* Task statement:
The sole answer should be the number of lines in the material below that hold "identity".

Input for this task section start

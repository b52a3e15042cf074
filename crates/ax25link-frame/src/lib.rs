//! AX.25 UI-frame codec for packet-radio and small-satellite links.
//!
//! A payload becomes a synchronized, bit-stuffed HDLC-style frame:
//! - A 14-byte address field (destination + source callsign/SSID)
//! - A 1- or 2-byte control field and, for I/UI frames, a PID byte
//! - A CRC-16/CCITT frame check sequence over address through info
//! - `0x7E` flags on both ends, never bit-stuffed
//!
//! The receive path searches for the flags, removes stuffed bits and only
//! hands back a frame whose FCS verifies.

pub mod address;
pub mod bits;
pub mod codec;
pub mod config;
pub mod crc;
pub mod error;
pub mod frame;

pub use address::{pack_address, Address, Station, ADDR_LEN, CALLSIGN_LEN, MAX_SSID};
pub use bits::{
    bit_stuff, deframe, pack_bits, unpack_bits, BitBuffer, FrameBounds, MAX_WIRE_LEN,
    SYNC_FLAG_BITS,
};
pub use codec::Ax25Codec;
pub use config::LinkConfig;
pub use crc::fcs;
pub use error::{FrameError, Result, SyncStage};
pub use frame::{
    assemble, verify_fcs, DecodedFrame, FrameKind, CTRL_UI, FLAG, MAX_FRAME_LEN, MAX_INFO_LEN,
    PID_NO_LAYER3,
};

Input for this task section end
Input for this task section start

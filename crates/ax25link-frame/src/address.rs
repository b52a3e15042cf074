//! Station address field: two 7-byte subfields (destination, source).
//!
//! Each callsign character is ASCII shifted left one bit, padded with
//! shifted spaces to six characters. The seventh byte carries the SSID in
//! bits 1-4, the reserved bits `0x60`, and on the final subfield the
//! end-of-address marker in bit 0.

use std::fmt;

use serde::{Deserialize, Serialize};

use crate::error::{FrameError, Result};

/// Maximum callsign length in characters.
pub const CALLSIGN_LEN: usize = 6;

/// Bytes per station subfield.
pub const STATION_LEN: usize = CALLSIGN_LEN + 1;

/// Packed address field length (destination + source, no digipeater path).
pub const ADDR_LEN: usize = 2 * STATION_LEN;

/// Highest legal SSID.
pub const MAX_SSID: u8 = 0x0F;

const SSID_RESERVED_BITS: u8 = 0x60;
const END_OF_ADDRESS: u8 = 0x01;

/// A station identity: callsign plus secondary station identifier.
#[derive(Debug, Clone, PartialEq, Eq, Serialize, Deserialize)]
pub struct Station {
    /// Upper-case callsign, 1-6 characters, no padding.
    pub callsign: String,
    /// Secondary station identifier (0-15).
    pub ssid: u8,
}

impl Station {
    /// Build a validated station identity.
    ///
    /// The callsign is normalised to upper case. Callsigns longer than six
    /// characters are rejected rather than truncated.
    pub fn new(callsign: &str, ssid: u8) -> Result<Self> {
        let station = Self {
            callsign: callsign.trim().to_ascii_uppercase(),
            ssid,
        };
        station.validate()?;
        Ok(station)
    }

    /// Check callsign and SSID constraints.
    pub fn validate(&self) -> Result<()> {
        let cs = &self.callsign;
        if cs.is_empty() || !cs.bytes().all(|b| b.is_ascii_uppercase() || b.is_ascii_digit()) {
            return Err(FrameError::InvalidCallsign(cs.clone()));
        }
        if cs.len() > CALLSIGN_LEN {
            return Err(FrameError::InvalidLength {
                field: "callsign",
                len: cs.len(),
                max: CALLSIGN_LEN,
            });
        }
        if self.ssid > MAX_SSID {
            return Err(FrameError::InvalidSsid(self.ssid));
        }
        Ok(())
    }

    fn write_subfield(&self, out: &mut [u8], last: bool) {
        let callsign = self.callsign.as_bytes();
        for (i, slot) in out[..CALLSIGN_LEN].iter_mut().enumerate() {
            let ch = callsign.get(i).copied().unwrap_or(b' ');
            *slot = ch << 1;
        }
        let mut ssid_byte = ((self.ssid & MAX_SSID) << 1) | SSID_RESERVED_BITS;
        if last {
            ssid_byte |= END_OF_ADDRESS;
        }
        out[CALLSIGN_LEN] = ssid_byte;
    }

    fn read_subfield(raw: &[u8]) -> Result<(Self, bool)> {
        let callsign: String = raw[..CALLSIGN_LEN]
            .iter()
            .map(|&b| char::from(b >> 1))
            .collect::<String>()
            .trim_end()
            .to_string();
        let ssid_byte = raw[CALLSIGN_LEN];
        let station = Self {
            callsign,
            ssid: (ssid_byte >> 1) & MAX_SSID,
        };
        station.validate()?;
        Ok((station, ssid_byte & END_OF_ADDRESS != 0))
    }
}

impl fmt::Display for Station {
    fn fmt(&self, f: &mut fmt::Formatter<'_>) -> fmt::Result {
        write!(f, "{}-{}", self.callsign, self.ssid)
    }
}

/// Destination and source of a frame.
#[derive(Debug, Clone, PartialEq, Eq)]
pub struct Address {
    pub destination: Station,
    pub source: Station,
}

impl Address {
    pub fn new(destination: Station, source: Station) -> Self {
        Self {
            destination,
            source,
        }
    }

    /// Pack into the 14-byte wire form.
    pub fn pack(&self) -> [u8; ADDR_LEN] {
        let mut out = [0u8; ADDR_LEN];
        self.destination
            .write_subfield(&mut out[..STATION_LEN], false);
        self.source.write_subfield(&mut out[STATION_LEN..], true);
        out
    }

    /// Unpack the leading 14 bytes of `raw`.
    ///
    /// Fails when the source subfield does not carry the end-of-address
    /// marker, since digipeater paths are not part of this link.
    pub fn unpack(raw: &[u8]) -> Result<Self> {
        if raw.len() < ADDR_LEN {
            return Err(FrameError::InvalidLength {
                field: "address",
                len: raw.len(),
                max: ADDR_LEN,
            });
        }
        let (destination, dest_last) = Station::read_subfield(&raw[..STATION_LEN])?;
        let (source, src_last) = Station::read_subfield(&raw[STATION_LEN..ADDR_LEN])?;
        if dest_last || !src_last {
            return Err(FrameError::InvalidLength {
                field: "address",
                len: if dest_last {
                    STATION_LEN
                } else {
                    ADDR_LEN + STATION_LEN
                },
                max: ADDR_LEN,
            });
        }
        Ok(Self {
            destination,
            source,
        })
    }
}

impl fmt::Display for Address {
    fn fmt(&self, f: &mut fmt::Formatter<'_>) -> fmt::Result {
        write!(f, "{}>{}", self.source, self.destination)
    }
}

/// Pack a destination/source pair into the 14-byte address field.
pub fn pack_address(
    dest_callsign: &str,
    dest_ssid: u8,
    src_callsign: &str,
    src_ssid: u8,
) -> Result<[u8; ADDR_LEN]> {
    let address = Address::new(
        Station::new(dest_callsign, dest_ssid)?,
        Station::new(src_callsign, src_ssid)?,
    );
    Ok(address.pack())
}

Input for this task section end

* Your solution:
2